Common class of drugs linked to increased risk of Alzheimer's disease
Date:
September 4, 2020
Source:
University of California - San Diego
Summary:
Researchers report that a class of drugs used for a broad array
of conditions, from allergies and colds to hypertension and
urinary incontinence, may be associated with an increased risk of
cognitive decline, particularly in older adults at greater risk
for Alzheimer's disease.
FULL STORY ==========================================================================
A team of scientists, led by researchers at University of California
San Diego School of Medicine, report that a class of drugs used for
a broad array of conditions, from allergies and colds to hypertension
and urinary incontinence, may be associated with an increased risk of
cognitive decline, particularly in older adults at greater risk for
Alzheimer's disease (AD).
==========================================================================
The findings were published in the September 2, 2020 online issue of
Neurology, the medical journal of the American Academy of Neurology.
Anticholinergic drugs are widely used for dozens of conditions, minor
and major. Some of these medications require a prescription, while others
can be purchased over the counter. They work by blocking acetylcholine --
a type of neurotransmitter or chemical messenger known to be critical for memory function -- from binding to receptors on certain nerve cells. The
effect is to inhibit parasympathetic nerve impulses, which are involved
in a variety of involuntary muscle movements, such as those in the gastrointestinal tract and lungs, and bodily functions like salivation, digestion and urination.
Researchers reported that cognitively normal study participants who were
taking at least one anticholinergic drug at baseline were 47 percent more likely to develop mild cognitive impairment (MCI), often a precursor to dementia such as AD, while being tracked over a period of up to a decade compared to participants who did not take such drugs.
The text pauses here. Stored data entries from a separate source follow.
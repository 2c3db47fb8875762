//! Identification through the workflow: codes are persisted on every
//! attempt and gate signing.

mod common;

use chrono::{Duration, Utc};
use common::*;
use sign_oxide::config::IdentifyConfig;
use sign_oxide::identify::{IdentifyMethodKind, VerifyOutcome};
use sign_oxide::store::{IdentifyMethodRepository, InMemoryStore};
use sign_oxide::workflow::{Document, SignRequest, SigningWorkflow};
use sign_oxide::{Conflict, Error, SignOxideConfig};
use std::sync::Arc;

const SMS: &str = "smsToken";

fn setup(config: IdentifyConfig) -> (SigningWorkflow<InMemoryStore>, SignRequest) {
    init_logging();
    let store = Arc::new(InMemoryStore::new());
    let wf = SigningWorkflow::new(store, &SignOxideConfig::default().with_identify(config));
    let node = wf.store().put_blob(form_pdf());
    let doc = wf.create_document(Document::file("nda.pdf", node)).unwrap();
    let signer = wf.add_signer(doc.id, "Alice").unwrap();
    wf.add_identify_method(signer.id, IdentifyMethodKind::SmsToken, "+15550100", true)
        .unwrap();
    wf.request_signatures(doc.id).unwrap();
    (wf, signer)
}

fn sms_row(
    wf: &SigningWorkflow<InMemoryStore>,
    sign_request_id: u64,
) -> sign_oxide::identify::IdentifyMethod {
    wf.store()
        .identify_methods_for(sign_request_id)
        .unwrap()
        .into_iter()
        .find(|m| m.identifier_key == SMS)
        .unwrap()
}

#[test]
fn test_code_unlocks_signing() {
    let (wf, signer) = setup(IdentifyConfig::default());
    assert!(!wf.can_sign(signer.id).unwrap());

    let code = wf.send_code(signer.id, SMS).unwrap();
    let stored = sms_row(&wf, signer.id);
    assert!(stored.code.is_some());
    assert_ne!(stored.code.as_deref(), Some(code.as_str()));
    assert!(stored.code_sent_at.is_some());

    assert_eq!(wf.identify(signer.id, SMS, &code).unwrap(), VerifyOutcome::Identified);
    let stored = sms_row(&wf, signer.id);
    assert!(stored.identified_at.is_some());
    assert_eq!(stored.code, None);
    assert!(wf.can_sign(signer.id).unwrap());

    let pki = pki();
    wf.sign(signer.id, pki.credentials(), &pki.ca_chain()).unwrap();
}

#[test]
fn test_wrong_codes_are_counted_and_persisted() {
    let (wf, signer) = setup(IdentifyConfig::default().with_max_attempts(2));
    let code = wf.send_code(signer.id, SMS).unwrap();
    let wrong = if code == "000000" { "111111" } else { "000000" };

    assert_eq!(
        wf.identify(signer.id, SMS, wrong).unwrap(),
        VerifyOutcome::Rejected { remaining_attempts: 1 }
    );
    let stored = sms_row(&wf, signer.id);
    assert_eq!(stored.attempts, 1);
    assert!(stored.last_attempt_at.is_some());

    wf.identify(signer.id, SMS, wrong).unwrap();
    let err = wf.identify(signer.id, SMS, &code).unwrap_err();
    assert_eq!(err.conflict(), Some(&Conflict::TooManyAttempts));
    assert!(!wf.can_sign(signer.id).unwrap());

    // A fresh code resets the counter.
    let code = wf.send_code(signer.id, SMS).unwrap();
    assert_eq!(sms_row(&wf, signer.id).attempts, 0);
    assert_eq!(wf.identify(signer.id, SMS, &code).unwrap(), VerifyOutcome::Identified);
}

#[test]
fn test_expired_code_is_rejected() {
    let (wf, signer) = setup(IdentifyConfig::default().with_code_ttl_seconds(60));
    let code = wf.send_code(signer.id, SMS).unwrap();

    let mut stored = sms_row(&wf, signer.id);
    stored.code_sent_at = Some(Utc::now() - Duration::minutes(5));
    wf.store().update_identify_method(&stored).unwrap();

    let err = wf.identify(signer.id, SMS, &code).unwrap_err();
    assert_eq!(err.conflict(), Some(&Conflict::ExpiredCode));
    assert!(sms_row(&wf, signer.id).identified_at.is_none());
}

#[test]
fn test_passive_methods_are_confirmed_by_the_host() {
    let (wf, signer) = setup(IdentifyConfig::default());
    wf.add_identify_method(signer.id, IdentifyMethodKind::Account, "alice", false)
        .unwrap();

    assert!(matches!(wf.send_code(signer.id, "account"), Err(Error::Validation(_))));
    assert!(matches!(wf.confirm_identity(signer.id, SMS), Err(Error::Validation(_))));
    wf.confirm_identity(signer.id, "account").unwrap();
    // The optional account does not stand in for the mandatory SMS method.
    assert!(!wf.can_sign(signer.id).unwrap());

    assert!(matches!(
        wf.identify(signer.id, "email", "123456"),
        Err(Error::NotFound { .. })
    ));
}
//! CA generation rotation.

use super::layout::{pki_directory, PkiDirectory};
use super::{CaEngineKind, CaIdentifier, CA_ID_CONFIG_KEY};
use crate::error::{Conflict, Error, Result};
use crate::store::{AppConfigStore, Counter, CA_GENERATION_COUNTER};
use std::path::{Path, PathBuf};

/// Allocate the next CA generation and return its identifier and PKI
/// directory.
///
/// The generation is `max(counter, active identifier's generation) + 1`,
/// claimed with compare-and-swap so it is never handed out twice. Nothing
/// is written to disk and the active identifier is left unchanged.
pub fn rotate<S>(
    store: &S,
    root: &Path,
    instance_id: &str,
    engine: CaEngineKind,
) -> Result<(CaIdentifier, PathBuf)>
where
    S: Counter + AppConfigStore + ?Sized,
{
    let current = store.current(CA_GENERATION_COUNTER)?;
    let active = store
        .get(CA_ID_CONFIG_KEY)?
        .and_then(|encoded| CaIdentifier::decode(&encoded).ok())
        .map(|id| id.generation())
        .unwrap_or(0);
    let next = current.max(active) + 1;
    let identifier = CaIdentifier::new(instance_id, next, engine)?;

    if !store.compare_and_swap(CA_GENERATION_COUNTER, current, next)? {
        return Err(Error::StateConflict(Conflict::ConcurrentUpdate(
            CA_GENERATION_COUNTER.to_string(),
        )));
    }
    let directory = pki_directory(root, &PkiDirectory::Generation(identifier.clone()));
    log::info!("Rotated CA to generation {} ({})", next, identifier);
    Ok((identifier, directory))
}

/// Raise the generation counter to at least `generation`.
pub(crate) fn ensure_generation_at_least<S>(store: &S, generation: u64) -> Result<()>
where
    S: Counter + ?Sized,
{
    // Max-merge, so retrying a lost swap is harmless
    for _ in 0..8 {
        let current = store.current(CA_GENERATION_COUNTER)?;
        if current >= generation
            || store.compare_and_swap(CA_GENERATION_COUNTER, current, generation)?
        {
            return Ok(());
        }
    }
    Err(Error::StateConflict(Conflict::ConcurrentUpdate(
        CA_GENERATION_COUNTER.to_string(),
    )))
}

#[cfg(test)]
mod tests {
    use super::*;
    use crate::store::InMemoryStore;

    #[test]
    fn test_rotate_advances_generation() {
        let store = InMemoryStore::new();
        let root = Path::new("/srv");
        let (first, dir) = rotate(&store, root, "abc", CaEngineKind::OpenSsl).unwrap();
        let (second, _) = rotate(&store, root, "abc", CaEngineKind::OpenSsl).unwrap();
        assert_eq!(first.generation(), 1);
        assert_eq!(second.generation(), 2);
        assert_ne!(first.encode(), second.encode());
        assert_eq!(dir, PathBuf::from("/srv/pki/abc_1_openssl"));
        assert_eq!(store.current(CA_GENERATION_COUNTER).unwrap(), 2);
    }

    #[test]
    fn test_rotate_never_reuses_active_generation() {
        let store = InMemoryStore::new();
        let active = CaIdentifier::new("abc", 7, CaEngineKind::Cfssl).unwrap();
        store.set(CA_ID_CONFIG_KEY, &active.encode()).unwrap();
        let (next, _) = rotate(&store, Path::new("/srv"), "abc", CaEngineKind::Cfssl).unwrap();
        assert_eq!(next.generation(), 8);
    }

    #[test]
    fn test_ensure_generation_only_raises() {
        let store = InMemoryStore::new();
        ensure_generation_at_least(&store, 3).unwrap();
        ensure_generation_at_least(&store, 2).unwrap();
        assert_eq!(store.current(CA_GENERATION_COUNTER).unwrap(), 3);
    }
}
"This study, led by Alexandra Weigand, suggests that reducing
anticholinergic drug use before cognitive problems appear may be important
for preventing future negative effects on memory and thinking skills, especially for people at greater risk for Alzheimer's disease," said
senior author Lisa Delano-Wood, PhD, associate professor in the Department
of Psychiatry at UC San Diego School of Medicine. Weigand is a graduate
student in the San Diego State University/ University of California San
Diego Joint Doctoral Program in Clinical Psychology.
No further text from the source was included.